#### What the task requires
Lines in the records below that contain the word "CodeDigest" must each be copied.

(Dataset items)
[Start of section]
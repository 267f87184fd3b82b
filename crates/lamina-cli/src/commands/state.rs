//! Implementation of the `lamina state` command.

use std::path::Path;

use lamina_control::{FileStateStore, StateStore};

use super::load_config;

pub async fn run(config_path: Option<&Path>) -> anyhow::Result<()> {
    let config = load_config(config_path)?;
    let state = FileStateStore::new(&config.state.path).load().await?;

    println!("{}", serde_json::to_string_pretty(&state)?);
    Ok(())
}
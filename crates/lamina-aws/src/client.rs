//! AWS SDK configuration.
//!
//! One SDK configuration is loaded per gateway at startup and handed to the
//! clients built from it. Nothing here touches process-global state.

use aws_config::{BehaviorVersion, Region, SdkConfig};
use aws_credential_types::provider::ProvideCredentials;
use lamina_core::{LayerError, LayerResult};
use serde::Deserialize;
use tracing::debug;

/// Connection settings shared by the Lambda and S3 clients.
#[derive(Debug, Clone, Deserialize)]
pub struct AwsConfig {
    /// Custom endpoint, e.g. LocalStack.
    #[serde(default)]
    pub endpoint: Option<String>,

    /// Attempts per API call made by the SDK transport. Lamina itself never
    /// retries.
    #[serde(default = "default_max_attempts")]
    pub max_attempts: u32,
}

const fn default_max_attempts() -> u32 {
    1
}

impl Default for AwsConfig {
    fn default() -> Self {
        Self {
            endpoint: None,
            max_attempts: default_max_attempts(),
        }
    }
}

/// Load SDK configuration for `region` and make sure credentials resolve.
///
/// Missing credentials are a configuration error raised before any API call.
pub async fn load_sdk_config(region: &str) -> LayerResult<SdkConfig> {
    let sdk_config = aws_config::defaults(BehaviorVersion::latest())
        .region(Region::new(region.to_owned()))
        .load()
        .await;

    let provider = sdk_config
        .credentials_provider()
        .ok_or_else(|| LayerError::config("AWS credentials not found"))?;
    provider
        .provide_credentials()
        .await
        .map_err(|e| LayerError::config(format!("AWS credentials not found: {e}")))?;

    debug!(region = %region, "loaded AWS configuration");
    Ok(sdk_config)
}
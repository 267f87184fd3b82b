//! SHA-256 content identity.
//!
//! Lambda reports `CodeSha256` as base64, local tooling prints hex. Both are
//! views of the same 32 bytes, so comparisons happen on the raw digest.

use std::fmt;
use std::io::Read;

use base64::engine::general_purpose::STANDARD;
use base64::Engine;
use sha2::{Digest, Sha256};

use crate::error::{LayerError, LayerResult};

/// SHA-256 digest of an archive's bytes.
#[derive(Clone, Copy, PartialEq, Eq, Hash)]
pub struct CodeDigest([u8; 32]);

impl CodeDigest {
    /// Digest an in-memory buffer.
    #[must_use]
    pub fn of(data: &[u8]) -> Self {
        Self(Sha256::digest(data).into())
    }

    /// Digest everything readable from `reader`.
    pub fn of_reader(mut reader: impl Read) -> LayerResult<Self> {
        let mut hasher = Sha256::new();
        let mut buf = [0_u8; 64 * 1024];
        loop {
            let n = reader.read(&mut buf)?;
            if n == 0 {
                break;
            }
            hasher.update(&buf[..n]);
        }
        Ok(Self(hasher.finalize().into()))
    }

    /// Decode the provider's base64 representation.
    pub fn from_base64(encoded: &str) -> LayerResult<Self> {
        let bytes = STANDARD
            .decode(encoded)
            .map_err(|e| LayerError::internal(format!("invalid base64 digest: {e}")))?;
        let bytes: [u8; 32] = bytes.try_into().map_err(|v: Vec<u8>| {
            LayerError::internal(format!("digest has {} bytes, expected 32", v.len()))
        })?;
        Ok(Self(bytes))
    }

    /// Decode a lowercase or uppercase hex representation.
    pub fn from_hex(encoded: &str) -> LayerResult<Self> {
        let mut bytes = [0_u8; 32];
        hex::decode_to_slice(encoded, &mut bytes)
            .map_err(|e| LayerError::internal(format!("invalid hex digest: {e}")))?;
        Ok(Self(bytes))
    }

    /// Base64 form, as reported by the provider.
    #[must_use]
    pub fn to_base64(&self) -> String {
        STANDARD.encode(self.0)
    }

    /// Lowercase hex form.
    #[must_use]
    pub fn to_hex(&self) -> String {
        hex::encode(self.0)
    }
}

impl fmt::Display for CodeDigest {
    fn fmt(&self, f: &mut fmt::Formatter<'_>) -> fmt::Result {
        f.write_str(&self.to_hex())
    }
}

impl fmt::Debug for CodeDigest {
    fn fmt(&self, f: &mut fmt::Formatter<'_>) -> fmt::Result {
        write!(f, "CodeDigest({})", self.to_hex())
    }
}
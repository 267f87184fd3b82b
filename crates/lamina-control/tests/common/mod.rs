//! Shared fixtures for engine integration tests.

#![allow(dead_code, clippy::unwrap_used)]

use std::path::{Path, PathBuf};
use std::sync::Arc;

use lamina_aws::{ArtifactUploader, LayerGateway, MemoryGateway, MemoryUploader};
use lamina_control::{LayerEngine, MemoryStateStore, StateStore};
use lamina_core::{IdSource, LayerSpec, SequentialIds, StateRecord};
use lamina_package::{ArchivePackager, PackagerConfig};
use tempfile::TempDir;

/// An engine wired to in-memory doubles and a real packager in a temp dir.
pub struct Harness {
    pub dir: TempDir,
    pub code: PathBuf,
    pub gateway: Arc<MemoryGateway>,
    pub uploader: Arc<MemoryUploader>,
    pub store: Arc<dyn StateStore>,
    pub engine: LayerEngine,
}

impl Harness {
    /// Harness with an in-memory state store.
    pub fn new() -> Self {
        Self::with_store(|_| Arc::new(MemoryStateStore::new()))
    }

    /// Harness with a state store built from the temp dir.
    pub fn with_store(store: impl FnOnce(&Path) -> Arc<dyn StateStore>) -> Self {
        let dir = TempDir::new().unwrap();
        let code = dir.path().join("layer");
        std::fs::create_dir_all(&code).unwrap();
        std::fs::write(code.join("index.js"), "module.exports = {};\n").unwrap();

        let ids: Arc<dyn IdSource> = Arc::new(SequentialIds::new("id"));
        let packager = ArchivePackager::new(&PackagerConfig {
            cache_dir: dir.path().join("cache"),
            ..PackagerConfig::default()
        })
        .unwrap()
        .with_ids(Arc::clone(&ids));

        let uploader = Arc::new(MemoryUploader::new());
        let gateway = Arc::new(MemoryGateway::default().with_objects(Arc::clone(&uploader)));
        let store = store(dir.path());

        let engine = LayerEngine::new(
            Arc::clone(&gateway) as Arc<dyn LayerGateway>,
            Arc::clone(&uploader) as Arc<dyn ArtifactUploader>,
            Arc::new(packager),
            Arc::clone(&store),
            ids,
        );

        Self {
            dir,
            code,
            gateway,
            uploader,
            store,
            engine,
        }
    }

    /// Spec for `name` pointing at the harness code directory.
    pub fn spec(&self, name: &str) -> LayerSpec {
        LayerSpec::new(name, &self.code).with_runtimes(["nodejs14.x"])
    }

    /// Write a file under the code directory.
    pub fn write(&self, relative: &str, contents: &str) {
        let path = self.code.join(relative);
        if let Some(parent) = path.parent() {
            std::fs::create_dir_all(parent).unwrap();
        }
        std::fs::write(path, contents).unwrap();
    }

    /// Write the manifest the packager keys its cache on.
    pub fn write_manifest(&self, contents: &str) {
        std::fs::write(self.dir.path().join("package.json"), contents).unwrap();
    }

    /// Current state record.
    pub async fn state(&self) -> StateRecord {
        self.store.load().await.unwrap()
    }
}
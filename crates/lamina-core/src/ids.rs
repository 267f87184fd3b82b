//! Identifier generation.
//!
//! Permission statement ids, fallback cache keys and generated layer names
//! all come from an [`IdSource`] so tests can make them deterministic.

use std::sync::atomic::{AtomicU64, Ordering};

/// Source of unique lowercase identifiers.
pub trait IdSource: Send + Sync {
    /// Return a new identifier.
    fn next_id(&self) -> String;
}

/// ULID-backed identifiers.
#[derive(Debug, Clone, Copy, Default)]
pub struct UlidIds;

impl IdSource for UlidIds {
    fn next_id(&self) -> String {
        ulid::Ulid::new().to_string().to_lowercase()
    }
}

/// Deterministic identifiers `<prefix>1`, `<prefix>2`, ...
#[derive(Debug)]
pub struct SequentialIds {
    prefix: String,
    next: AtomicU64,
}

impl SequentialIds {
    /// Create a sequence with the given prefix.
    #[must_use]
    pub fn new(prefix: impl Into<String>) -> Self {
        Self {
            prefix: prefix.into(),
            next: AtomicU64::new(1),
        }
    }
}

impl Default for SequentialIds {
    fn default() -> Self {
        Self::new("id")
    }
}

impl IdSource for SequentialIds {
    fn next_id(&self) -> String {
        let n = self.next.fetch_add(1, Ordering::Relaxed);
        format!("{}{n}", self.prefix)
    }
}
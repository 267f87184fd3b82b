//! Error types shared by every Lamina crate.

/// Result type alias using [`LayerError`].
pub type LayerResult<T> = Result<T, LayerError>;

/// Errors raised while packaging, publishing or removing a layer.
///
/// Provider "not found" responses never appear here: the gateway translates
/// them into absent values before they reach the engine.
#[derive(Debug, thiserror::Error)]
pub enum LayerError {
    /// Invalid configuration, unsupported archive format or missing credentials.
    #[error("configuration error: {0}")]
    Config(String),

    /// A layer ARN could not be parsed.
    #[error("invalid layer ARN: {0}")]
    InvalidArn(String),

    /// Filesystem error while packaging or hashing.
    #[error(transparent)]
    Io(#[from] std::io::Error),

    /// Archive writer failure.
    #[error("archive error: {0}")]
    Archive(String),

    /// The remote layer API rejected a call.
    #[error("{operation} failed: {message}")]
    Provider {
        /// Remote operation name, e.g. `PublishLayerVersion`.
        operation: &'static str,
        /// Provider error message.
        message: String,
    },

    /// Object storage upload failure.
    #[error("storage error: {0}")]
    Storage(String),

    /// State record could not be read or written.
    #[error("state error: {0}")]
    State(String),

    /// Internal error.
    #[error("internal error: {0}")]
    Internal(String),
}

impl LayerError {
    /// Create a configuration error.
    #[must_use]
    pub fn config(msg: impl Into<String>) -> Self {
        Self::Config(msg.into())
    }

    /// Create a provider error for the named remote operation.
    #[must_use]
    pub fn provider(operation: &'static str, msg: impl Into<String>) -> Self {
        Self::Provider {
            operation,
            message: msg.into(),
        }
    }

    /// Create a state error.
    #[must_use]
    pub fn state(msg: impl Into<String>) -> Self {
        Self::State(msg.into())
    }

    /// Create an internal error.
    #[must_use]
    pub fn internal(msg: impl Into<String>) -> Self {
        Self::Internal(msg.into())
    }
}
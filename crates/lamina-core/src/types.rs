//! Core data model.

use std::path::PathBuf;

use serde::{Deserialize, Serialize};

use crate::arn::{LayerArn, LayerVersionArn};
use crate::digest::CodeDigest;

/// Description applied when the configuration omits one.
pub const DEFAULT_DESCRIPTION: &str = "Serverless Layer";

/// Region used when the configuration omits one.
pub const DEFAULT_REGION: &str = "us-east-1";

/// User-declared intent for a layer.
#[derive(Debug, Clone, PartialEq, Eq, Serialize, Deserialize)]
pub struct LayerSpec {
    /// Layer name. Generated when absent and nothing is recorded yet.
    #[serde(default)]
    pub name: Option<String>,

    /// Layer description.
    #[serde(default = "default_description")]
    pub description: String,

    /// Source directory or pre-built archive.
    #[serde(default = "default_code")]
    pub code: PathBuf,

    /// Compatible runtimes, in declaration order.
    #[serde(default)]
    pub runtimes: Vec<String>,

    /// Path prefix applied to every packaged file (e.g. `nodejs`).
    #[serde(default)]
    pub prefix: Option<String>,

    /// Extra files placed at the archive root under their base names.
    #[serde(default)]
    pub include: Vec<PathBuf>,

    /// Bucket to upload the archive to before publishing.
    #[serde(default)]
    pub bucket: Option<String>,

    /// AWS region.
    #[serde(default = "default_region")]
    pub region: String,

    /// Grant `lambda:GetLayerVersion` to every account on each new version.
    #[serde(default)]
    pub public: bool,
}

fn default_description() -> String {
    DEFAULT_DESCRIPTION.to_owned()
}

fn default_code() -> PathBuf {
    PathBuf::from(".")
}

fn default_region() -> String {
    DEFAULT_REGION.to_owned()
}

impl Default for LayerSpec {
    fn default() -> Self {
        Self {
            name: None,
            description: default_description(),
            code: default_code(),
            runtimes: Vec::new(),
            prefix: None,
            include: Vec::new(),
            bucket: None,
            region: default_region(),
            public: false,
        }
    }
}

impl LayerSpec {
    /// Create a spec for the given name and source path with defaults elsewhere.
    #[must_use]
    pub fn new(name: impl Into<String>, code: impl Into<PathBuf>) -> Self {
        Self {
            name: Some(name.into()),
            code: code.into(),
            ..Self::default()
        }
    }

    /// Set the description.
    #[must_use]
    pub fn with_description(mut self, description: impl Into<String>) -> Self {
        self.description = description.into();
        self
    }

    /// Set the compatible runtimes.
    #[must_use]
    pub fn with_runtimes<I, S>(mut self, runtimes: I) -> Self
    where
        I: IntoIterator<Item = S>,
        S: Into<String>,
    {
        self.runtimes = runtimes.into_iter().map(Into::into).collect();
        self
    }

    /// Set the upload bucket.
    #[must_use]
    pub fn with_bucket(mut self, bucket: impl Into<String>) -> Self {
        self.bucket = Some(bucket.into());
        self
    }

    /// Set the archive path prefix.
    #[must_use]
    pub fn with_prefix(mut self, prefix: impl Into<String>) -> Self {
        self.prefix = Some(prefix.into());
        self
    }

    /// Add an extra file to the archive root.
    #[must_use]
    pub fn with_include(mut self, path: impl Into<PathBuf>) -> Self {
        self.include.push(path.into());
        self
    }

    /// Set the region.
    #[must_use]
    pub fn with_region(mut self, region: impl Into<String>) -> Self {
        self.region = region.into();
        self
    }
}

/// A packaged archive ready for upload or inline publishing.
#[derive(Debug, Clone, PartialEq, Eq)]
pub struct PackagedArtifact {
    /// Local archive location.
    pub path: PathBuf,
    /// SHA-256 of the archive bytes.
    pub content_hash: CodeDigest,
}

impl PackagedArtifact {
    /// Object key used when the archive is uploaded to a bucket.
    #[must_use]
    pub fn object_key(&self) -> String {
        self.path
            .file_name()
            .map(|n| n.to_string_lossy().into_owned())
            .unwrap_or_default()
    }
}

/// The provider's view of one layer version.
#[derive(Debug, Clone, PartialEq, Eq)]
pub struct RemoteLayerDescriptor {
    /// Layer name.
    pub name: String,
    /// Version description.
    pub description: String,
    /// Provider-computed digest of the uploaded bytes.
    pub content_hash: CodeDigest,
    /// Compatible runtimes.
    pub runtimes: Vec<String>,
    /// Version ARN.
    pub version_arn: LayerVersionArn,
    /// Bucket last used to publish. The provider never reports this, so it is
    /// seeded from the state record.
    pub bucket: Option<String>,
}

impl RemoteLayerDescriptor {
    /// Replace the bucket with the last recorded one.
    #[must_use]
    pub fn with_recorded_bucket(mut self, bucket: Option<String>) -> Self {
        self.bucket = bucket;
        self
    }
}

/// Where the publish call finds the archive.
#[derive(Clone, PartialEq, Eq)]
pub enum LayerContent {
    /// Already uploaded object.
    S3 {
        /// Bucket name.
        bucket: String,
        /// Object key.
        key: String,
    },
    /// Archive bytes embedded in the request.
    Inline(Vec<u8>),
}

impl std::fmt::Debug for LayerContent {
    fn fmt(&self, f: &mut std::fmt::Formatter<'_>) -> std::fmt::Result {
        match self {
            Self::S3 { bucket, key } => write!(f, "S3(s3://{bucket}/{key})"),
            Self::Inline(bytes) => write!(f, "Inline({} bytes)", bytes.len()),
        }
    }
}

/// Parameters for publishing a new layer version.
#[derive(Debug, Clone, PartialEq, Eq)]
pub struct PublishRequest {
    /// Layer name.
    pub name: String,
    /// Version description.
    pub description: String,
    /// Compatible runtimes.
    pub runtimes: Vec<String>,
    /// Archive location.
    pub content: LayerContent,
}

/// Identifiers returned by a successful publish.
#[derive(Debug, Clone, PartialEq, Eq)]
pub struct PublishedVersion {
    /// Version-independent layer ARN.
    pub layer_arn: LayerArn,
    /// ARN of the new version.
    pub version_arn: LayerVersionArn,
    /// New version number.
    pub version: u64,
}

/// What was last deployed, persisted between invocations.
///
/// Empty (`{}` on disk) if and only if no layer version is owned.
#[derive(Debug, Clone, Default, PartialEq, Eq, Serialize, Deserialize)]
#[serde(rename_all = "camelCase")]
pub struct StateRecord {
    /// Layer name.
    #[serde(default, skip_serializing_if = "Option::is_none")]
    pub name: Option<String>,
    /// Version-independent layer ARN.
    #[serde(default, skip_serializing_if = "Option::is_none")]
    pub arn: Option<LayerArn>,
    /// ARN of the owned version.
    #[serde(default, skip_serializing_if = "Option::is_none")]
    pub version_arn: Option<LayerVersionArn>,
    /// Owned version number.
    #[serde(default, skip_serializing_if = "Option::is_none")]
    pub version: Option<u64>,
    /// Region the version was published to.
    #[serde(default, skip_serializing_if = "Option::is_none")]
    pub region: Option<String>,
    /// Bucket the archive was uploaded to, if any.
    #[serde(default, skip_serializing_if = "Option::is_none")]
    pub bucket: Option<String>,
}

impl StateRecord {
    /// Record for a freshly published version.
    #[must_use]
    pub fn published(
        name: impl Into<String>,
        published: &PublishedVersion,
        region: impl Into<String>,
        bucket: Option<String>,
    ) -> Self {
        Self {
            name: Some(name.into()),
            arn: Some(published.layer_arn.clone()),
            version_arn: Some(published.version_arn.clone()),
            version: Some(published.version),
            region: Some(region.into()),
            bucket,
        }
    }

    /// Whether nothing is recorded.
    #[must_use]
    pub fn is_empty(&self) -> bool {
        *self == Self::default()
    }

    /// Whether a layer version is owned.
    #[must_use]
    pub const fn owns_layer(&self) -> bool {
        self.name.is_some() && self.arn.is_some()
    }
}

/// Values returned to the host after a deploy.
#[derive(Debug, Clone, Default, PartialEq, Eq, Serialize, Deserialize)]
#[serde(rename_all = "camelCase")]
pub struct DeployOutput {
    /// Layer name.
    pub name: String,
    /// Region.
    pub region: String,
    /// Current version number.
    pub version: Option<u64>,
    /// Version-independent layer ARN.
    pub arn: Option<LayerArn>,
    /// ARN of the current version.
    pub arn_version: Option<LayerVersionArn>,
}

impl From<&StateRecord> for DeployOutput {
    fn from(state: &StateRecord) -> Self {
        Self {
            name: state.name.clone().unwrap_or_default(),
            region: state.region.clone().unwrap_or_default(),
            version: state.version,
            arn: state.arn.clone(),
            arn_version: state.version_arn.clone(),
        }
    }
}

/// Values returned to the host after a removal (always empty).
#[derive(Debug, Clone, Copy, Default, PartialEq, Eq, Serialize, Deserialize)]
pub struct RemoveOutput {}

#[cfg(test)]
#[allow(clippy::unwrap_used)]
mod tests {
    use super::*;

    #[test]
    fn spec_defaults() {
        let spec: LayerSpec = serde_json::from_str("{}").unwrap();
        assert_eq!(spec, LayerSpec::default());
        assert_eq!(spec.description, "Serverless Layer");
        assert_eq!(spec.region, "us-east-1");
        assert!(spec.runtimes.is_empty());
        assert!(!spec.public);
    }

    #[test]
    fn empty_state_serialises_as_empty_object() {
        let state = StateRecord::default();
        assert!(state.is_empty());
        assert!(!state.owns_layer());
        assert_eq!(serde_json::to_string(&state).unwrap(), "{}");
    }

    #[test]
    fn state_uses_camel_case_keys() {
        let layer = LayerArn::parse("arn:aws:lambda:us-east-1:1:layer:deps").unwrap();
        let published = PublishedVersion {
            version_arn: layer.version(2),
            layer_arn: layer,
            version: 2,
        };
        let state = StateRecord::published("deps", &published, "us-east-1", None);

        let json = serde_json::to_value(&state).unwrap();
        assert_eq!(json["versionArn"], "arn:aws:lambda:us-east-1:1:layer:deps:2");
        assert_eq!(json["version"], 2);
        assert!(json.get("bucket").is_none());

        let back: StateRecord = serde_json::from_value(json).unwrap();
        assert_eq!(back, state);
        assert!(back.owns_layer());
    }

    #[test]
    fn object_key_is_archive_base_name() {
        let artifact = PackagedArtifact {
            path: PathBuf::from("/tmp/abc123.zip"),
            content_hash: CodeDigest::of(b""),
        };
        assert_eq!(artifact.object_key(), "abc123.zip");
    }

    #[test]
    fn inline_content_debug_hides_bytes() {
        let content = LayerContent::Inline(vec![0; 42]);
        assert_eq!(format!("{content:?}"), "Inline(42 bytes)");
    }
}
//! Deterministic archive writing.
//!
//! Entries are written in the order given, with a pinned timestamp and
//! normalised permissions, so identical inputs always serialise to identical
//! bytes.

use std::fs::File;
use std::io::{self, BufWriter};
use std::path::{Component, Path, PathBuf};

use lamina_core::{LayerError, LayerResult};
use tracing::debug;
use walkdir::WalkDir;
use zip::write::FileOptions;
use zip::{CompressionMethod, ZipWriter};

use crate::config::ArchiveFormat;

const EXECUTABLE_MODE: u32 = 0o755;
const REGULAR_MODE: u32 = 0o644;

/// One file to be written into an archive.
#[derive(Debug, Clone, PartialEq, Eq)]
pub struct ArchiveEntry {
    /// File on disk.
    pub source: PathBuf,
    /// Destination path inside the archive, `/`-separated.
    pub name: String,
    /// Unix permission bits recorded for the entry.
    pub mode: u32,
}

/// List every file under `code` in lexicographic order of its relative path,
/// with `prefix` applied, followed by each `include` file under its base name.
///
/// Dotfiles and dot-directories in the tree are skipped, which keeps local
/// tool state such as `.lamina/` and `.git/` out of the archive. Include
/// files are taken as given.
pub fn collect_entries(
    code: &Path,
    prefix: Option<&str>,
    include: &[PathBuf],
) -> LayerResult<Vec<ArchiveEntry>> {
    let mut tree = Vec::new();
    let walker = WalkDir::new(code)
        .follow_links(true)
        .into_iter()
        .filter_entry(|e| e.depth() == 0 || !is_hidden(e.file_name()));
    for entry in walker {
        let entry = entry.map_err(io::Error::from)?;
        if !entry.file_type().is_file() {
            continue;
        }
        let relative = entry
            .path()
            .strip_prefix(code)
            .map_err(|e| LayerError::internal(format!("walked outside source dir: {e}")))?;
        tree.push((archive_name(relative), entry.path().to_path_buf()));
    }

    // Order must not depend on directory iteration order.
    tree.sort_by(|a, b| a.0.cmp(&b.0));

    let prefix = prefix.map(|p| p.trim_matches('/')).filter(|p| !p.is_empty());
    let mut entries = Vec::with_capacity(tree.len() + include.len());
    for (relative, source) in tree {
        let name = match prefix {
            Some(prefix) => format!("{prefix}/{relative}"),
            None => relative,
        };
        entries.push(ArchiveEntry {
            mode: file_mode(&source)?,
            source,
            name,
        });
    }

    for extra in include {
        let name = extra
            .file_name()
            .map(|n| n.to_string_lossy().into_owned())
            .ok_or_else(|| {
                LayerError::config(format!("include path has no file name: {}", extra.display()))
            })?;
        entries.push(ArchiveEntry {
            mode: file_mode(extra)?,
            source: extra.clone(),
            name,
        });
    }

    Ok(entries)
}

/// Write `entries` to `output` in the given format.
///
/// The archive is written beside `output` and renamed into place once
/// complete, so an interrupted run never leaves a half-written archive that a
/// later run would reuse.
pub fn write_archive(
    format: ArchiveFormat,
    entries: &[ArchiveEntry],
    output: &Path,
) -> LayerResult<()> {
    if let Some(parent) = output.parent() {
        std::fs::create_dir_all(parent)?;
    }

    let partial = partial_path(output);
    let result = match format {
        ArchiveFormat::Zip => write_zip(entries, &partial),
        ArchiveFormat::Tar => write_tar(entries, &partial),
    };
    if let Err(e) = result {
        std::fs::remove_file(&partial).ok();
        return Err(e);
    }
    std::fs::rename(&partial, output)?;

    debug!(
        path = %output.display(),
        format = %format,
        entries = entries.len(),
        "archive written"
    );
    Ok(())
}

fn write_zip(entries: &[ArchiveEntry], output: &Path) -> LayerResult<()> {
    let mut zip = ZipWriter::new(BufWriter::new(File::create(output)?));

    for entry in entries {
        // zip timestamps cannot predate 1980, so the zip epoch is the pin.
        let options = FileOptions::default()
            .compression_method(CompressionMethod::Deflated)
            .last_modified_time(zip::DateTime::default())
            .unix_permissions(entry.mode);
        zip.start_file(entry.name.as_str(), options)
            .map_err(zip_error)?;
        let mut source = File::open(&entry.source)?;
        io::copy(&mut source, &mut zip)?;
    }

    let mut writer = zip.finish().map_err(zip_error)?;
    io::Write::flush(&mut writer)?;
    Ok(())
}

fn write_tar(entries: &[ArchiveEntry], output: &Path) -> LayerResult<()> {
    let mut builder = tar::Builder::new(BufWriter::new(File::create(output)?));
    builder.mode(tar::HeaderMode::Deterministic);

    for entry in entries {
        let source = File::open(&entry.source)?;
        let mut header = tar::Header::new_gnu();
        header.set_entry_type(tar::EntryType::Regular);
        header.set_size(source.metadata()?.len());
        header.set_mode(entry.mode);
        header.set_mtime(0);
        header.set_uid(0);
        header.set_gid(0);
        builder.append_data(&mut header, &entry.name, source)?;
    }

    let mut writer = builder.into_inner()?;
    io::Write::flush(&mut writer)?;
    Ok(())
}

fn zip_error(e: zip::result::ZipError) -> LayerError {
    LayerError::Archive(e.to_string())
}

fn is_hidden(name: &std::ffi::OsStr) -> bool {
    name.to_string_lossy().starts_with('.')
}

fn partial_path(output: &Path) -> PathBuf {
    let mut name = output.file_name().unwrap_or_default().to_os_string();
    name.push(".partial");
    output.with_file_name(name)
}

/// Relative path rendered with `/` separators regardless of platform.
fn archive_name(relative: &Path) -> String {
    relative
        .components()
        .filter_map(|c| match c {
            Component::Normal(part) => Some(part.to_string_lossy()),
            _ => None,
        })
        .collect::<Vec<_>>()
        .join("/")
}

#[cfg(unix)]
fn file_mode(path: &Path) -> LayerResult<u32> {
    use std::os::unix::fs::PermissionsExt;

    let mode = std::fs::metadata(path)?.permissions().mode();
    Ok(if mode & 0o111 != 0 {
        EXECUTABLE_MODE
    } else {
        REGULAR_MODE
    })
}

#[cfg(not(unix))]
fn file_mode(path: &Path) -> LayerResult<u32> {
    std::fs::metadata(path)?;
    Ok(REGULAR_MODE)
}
[End of section]
#### Response area
pub struct CodeDigest([u8; 32]);
impl CodeDigest {
impl fmt::Display for CodeDigest {
impl fmt::Debug for CodeDigest {
        write!(f, "CodeDigest({})", self.to_hex())
use crate::digest::CodeDigest;
    pub content_hash: CodeDigest,
    pub content_hash: CodeDigest,
            content_hash: CodeDigest::of(b""),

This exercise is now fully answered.